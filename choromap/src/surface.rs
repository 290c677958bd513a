//! Rendering surface abstraction.
//!
//! The actual map display (polygon rasterization, pan/zoom, tile layers)
//! is an external collaborator. This module defines the seam the core
//! drives: a [`MapSurface`] can restyle a region at any time, and hold a
//! set of point-anchored text labels that the highlighter clears and
//! rebuilds on every search pass.
//!
//! [`MemorySurface`] is the plain in-memory implementation used by the
//! terminal renderer and by tests.

use crate::geometry::Point;
use crate::region::{RegionCollection, RegionId};
use crate::style::RegionStyle;

/// A text annotation anchored at a region's centroid.
#[derive(Debug, Clone, PartialEq)]
pub struct Label {
    pub region: RegionId,
    pub text: String,
    pub anchor: Point,
}

/// An external map-display surface.
///
/// Implementations must accept a style update for any region at any time
/// and must treat `clear_labels` followed by `place_label` calls as a
/// full rebuild of the annotation layer.
pub trait MapSurface {
    /// Replace the active style of one region.
    fn set_region_style(&mut self, region: RegionId, style: RegionStyle);

    /// Remove every label annotation.
    fn clear_labels(&mut self);

    /// Add one label annotation.
    fn place_label(&mut self, label: Label);
}

/// In-memory surface holding the current style per region and the label
/// layer.
///
/// Every region always has exactly one active style; the surface is
/// created with the default classification style already applied.
#[derive(Debug, Clone, PartialEq)]
pub struct MemorySurface {
    styles: Vec<RegionStyle>,
    labels: Vec<Label>,
}

impl MemorySurface {
    /// Create a surface for `collection`, with each region showing its
    /// default classification style.
    pub fn for_collection(collection: &RegionCollection) -> Self {
        let styles = collection
            .iter()
            .map(|(_, region)| RegionStyle::classified(region.metric))
            .collect();
        Self {
            styles,
            labels: Vec::new(),
        }
    }

    /// Active style of one region.
    pub fn style_of(&self, region: RegionId) -> Option<RegionStyle> {
        self.styles.get(region).copied()
    }

    /// All active styles in region order.
    pub fn styles(&self) -> &[RegionStyle] {
        &self.styles
    }

    /// Current label annotations.
    pub fn labels(&self) -> &[Label] {
        &self.labels
    }
}

impl MapSurface for MemorySurface {
    fn set_region_style(&mut self, region: RegionId, style: RegionStyle) {
        if let Some(slot) = self.styles.get_mut(region) {
            *slot = style;
        } else {
            tracing::warn!(region, "Style update for unknown region ignored");
        }
    }

    fn clear_labels(&mut self) {
        self.labels.clear();
    }

    fn place_label(&mut self, label: Label) {
        self.labels.push(label);
    }
}
//! Search input bar.

use ratatui::{
    buffer::Buffer,
    layout::Rect,
    style::{Color, Modifier, Style},
    text::{Line, Span},
    widgets::{Block, Borders, Paragraph, Widget},
};

use choromap::search::MapSession;

use super::state::ViewerState;

/// Widget displaying the free-text search field and the match count.
pub struct SearchBar<'a> {
    session: &'a MapSession,
    state: &'a ViewerState,
}

impl<'a> SearchBar<'a> {
    pub fn new(session: &'a MapSession, state: &'a ViewerState) -> Self {
        Self { session, state }
    }
}

impl Widget for SearchBar<'_> {
    fn render(self, area: Rect, buf: &mut Buffer) {
        let matches = if self.session.query().is_empty() {
            String::new()
        } else {
            format!("  {} match(es)", self.session.match_count())
        };

        let line = Line::from(vec![
            Span::styled("Search entity: ", Style::default().fg(Color::White)),
            Span::styled(
                self.state.input.as_str(),
                Style::default()
                    .fg(Color::Yellow)
                    .add_modifier(Modifier::BOLD),
            ),
            Span::styled("▏", Style::default().fg(Color::White)),
            Span::styled(matches, Style::default().fg(Color::Cyan)),
        ]);

        let block = Block::default()
            .borders(Borders::ALL)
            .title(format!(" choromap v{} ", choromap::VERSION));
        Paragraph::new(line).block(block).render(area, buf);
    }
}
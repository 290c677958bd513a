//! CLI command implementations.
//!
//! Each subcommand has its own module with argument definitions and a
//! `run` handler.
//!
//! # Command Modules
//!
//! - [`view`] - Interactive TUI viewer (main command)
//! - [`search`] - Headless entity search over a dataset
//! - [`classify`] - Headless metric classification
//! - [`legend`] - Print the legend rows

pub mod classify;
pub mod legend;
pub mod search;
pub mod view;
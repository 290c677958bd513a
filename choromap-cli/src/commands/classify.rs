//! Headless metric classification.

use clap::Args;

use choromap::classify::classify;

#[derive(Debug, Args)]
pub struct ClassifyArgs {
    /// Metric value to classify
    #[arg(long, allow_negative_numbers = true)]
    pub metric: f64,
}

/// Classify one metric and report its bucket and display color.
pub fn run(args: &ClassifyArgs) -> String {
    let bucket = classify(args.metric);
    format!("{} {}", bucket.name(), bucket.color().hex())
}
//! Interactive viewer command.
//!
//! Acts as a thin front controller: initialize logging, load the
//! dataset once, then hand the session to the TUI event loop. A load
//! failure is non-fatal by design: the viewer still opens with base
//! layers only and search as a no-op, and the failure goes to the
//! diagnostic log.

use std::path::PathBuf;

use clap::Args;

use choromap::dataset;
use choromap::logging;
use choromap::region::RegionCollection;
use choromap::search::MapSession;
use choromap::surface::MemorySurface;

use crate::error::CliError;
use crate::tui_app::{self, ViewerConfig};

#[derive(Debug, Args)]
pub struct ViewArgs {
    /// Path to the GeoJSON boundary dataset
    #[arg(long, default_value = "counties.geojson")]
    pub dataset: PathBuf,
}

pub fn run(args: &ViewArgs) -> Result<(), CliError> {
    let _guard = logging::init_logging(logging::default_log_dir(), logging::default_log_file())
        .map_err(|e| CliError::LoggingInit(e.to_string()))?;

    tracing::info!(version = choromap::VERSION, "Starting choromap viewer");

    let (regions, load_error) = match dataset::load_file(&args.dataset) {
        Ok(regions) => (regions, None),
        Err(e) => {
            tracing::error!(error = %e, "Boundary dataset failed to load");
            (RegionCollection::default(), Some(e.to_string()))
        }
    };

    let mut surface = MemorySurface::for_collection(&regions);
    let mut session = MapSession::new(regions);
    session.render_initial(&mut surface);

    let config = ViewerConfig {
        dataset_name: args.dataset.display().to_string(),
        load_error,
    };
    tui_app::run_viewer(session, surface, config)
}
//! Region entity and collection.
//!
//! A [`Region`] is one geographic boundary unit from the dataset. The
//! `name`, `metric` and `affiliates` attributes are all three-valued in
//! source data (absent, empty, populated), so they are kept as explicit
//! `Option`s with substitution applied only at the point of use: a missing
//! name renders as [`UNKNOWN_REGION_NAME`], a missing metric classifies as
//! the no-data bucket, and missing affiliates never match a search.

use crate::geometry::{Bounds, Geometry, Point};

/// Display name used for regions whose dataset entry carries no name.
pub const UNKNOWN_REGION_NAME: &str = "Unknown County";

/// Index of a region within its collection.
///
/// Collections are immutable after load, so an index taken at load time
/// stays valid for the whole session.
pub type RegionId = usize;

/// One geographic boundary unit.
#[derive(Debug, Clone, PartialEq, Default)]
pub struct Region {
    /// Unique display name (`County` property). Absent when the dataset
    /// row was malformed.
    pub name: Option<String>,
    /// Numeric attribute driving the choropleth color (`Total` property).
    pub metric: Option<f64>,
    /// Raw comma-delimited affiliate list (`Entities` property).
    pub affiliates: Option<String>,
    /// Boundary shape, interpreted only for bounds and label anchoring.
    pub geometry: Geometry,
}

impl Region {
    /// The region name, substituting the placeholder when absent.
    pub fn display_name(&self) -> &str {
        self.name.as_deref().unwrap_or(UNKNOWN_REGION_NAME)
    }

    /// Label anchor point: the center of the boundary bounds.
    pub fn centroid(&self) -> Option<Point> {
        self.geometry.centroid()
    }
}

/// Ordered sequence of regions, loaded once at startup.
///
/// Immutable after load; transient visual state lives on the rendering
/// surface, never on the collection itself.
#[derive(Debug, Clone, PartialEq, Default)]
pub struct RegionCollection {
    regions: Vec<Region>,
}

impl RegionCollection {
    pub fn new(regions: Vec<Region>) -> Self {
        Self { regions }
    }

    pub fn len(&self) -> usize {
        self.regions.len()
    }

    pub fn is_empty(&self) -> bool {
        self.regions.is_empty()
    }

    pub fn get(&self, id: RegionId) -> Option<&Region> {
        self.regions.get(id)
    }

    /// Iterator over `(id, region)` pairs in dataset order.
    pub fn iter(&self) -> impl Iterator<Item = (RegionId, &Region)> {
        self.regions.iter().enumerate()
    }

    /// Union of every region's bounds.
    ///
    /// Returns `None` when the collection is empty or no region has
    /// usable geometry.
    pub fn bounds(&self) -> Option<Bounds> {
        let mut bounds: Option<Bounds> = None;
        for region in &self.regions {
            if let Some(b) = region.geometry.bounds() {
                match bounds.as_mut() {
                    Some(acc) => acc.union(&b),
                    None => bounds = Some(b),
                }
            }
        }
        bounds
    }
}
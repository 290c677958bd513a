//! Integration tests for the load-classify-search flow.
//!
//! Exercises the full pipeline the viewer uses: parse a GeoJSON
//! boundary dataset, render the default classification onto a surface,
//! then drive searches against it and check the resulting styles and
//! label overlay.

use choromap::classify::ColorBucket;
use choromap::dataset;
use choromap::search::MapSession;
use choromap::style::{RegionStyle, HIGHLIGHT_YELLOW};
use choromap::surface::MemorySurface;

const COUNTIES: &str = r#"{
    "type": "FeatureCollection",
    "features": [
        {
            "type": "Feature",
            "properties": {"County": "Nairobi", "Total": 9, "Entities": "Acme Corp, Beta Inc"},
            "geometry": {
                "type": "Polygon",
                "coordinates": [[[36.0, -2.0], [37.0, -2.0], [37.0, -1.0], [36.0, -1.0], [36.0, -2.0]]]
            }
        },
        {
            "type": "Feature",
            "properties": {"County": "Kisumu", "Total": 0},
            "geometry": {
                "type": "Polygon",
                "coordinates": [[[34.0, -0.5], [35.0, -0.5], [35.0, 0.5], [34.0, 0.5], [34.0, -0.5]]]
            }
        },
        {
            "type": "Feature",
            "properties": {"County": "Mombasa", "Total": 3, "Entities": "Beta Inc, Gamma Ltd"},
            "geometry": {
                "type": "Polygon",
                "coordinates": [[[39.0, -4.2], [39.8, -4.2], [39.8, -3.8], [39.0, -3.8], [39.0, -4.2]]]
            }
        }
    ]
}"#;

fn session() -> (MapSession, MemorySurface) {
    let regions = dataset::from_str(COUNTIES).expect("fixture dataset parses");
    let mut surface = MemorySurface::for_collection(&regions);
    let mut session = MapSession::new(regions);
    session.render_initial(&mut surface);
    (session, surface)
}

#[test]
fn initial_render_classifies_every_region() {
    let (_, surface) = session();
    assert_eq!(
        surface.styles(),
        &[
            RegionStyle::Default(ColorBucket::Dark),
            RegionStyle::Default(ColorBucket::None),
            RegionStyle::Default(ColorBucket::Light),
        ]
    );
    assert!(surface.labels().is_empty());
}

#[test]
fn query_highlights_matching_regions_and_labels_them() {
    let (mut session, mut surface) = session();
    session.apply_search("beta inc", &mut surface);

    // Nairobi and Mombasa both list Beta Inc; Kisumu has no entities.
    assert_eq!(surface.style_of(0), Some(RegionStyle::Highlight));
    assert_eq!(
        surface.style_of(1),
        Some(RegionStyle::Default(ColorBucket::None))
    );
    assert_eq!(surface.style_of(2), Some(RegionStyle::Highlight));

    assert_eq!(surface.style_of(0).unwrap().resolve().fill, HIGHLIGHT_YELLOW);

    let labels: Vec<_> = session.overlay().iter().map(|l| l.text.as_str()).collect();
    assert_eq!(labels, vec!["Nairobi", "Mombasa"]);

    let nairobi = &session.overlay()[0];
    assert!((nairobi.anchor.lon - 36.5).abs() < 1e-9);
    assert!((nairobi.anchor.lat - (-1.5)).abs() < 1e-9);
}

#[test]
fn query_matching_is_case_and_whitespace_insensitive() {
    let (mut session, mut surface) = session();

    session.apply_search(" ACME CORP ", &mut surface);
    assert_eq!(session.match_count(), 1);
    assert_eq!(surface.style_of(0), Some(RegionStyle::Highlight));

    // Substring of an entry is not a match.
    session.apply_search("acme", &mut surface);
    assert_eq!(session.match_count(), 0);
}

#[test]
fn clearing_the_query_restores_the_initial_state() {
    let (mut session, mut surface) = session();
    let initial_styles = surface.styles().to_vec();

    session.apply_search("gamma ltd", &mut surface);
    assert_eq!(session.match_count(), 1);

    session.apply_search("", &mut surface);
    assert_eq!(surface.styles(), initial_styles.as_slice());
    assert!(surface.labels().is_empty());
    assert!(session.overlay().is_empty());
}

#[test]
fn repeated_queries_are_idempotent() {
    let (mut session, mut surface) = session();

    session.apply_search("beta inc", &mut surface);
    let styles = surface.styles().to_vec();
    let labels = surface.labels().to_vec();

    session.apply_search("beta inc", &mut surface);
    assert_eq!(surface.styles(), styles.as_slice());
    assert_eq!(surface.labels(), labels.as_slice());
}

#[test]
fn unmatched_query_reverts_everything_to_defaults() {
    let (mut session, mut surface) = session();
    session.apply_search("beta inc", &mut surface);
    session.apply_search("no such entity", &mut surface);

    assert_eq!(session.match_count(), 0);
    assert!(surface
        .styles()
        .iter()
        .all(|style| !style.is_highlight()));
}

#[test]
fn every_region_always_has_exactly_one_style() {
    let (mut session, mut surface) = session();
    let region_count = session.regions().len();

    for query in ["", "beta inc", "acme", "ACME CORP", "  ", "gamma ltd"] {
        session.apply_search(query, &mut surface);
        assert_eq!(surface.styles().len(), region_count);
    }
}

_ _ _

• Try it: Return exactly the leading lines of the listing, stopping after the line in which "pub trait MapSurface" occurs.

• Answer below:
filename choromap/src/surface.rs
repository 290c677958bd513a
//! Rendering surface abstraction.
//!
//! The actual map display (polygon rasterization, pan/zoom, tile layers)
//! is an external collaborator. This module defines the seam the core
//! drives: a [`MapSurface`] can restyle a region at any time, and hold a
//! set of point-anchored text labels that the highlighter clears and
//! rebuilds on every search pass.
//!
//! [`MemorySurface`] is the plain in-memory implementation used by the
//! terminal renderer and by tests.

use crate::geometry::Point;
use crate::region::{RegionCollection, RegionId};
use crate::style::RegionStyle;

/// A text annotation anchored at a region's centroid.
#[derive(Debug, Clone, PartialEq)]
pub struct Label {
    pub region: RegionId,
    pub text: String,
    pub anchor: Point,
}

/// An external map-display surface.
///
/// Implementations must accept a style update for any region at any time
/// and must treat `clear_labels` followed by `place_label` calls as a
/// full rebuild of the annotation layer.
pub trait MapSurface {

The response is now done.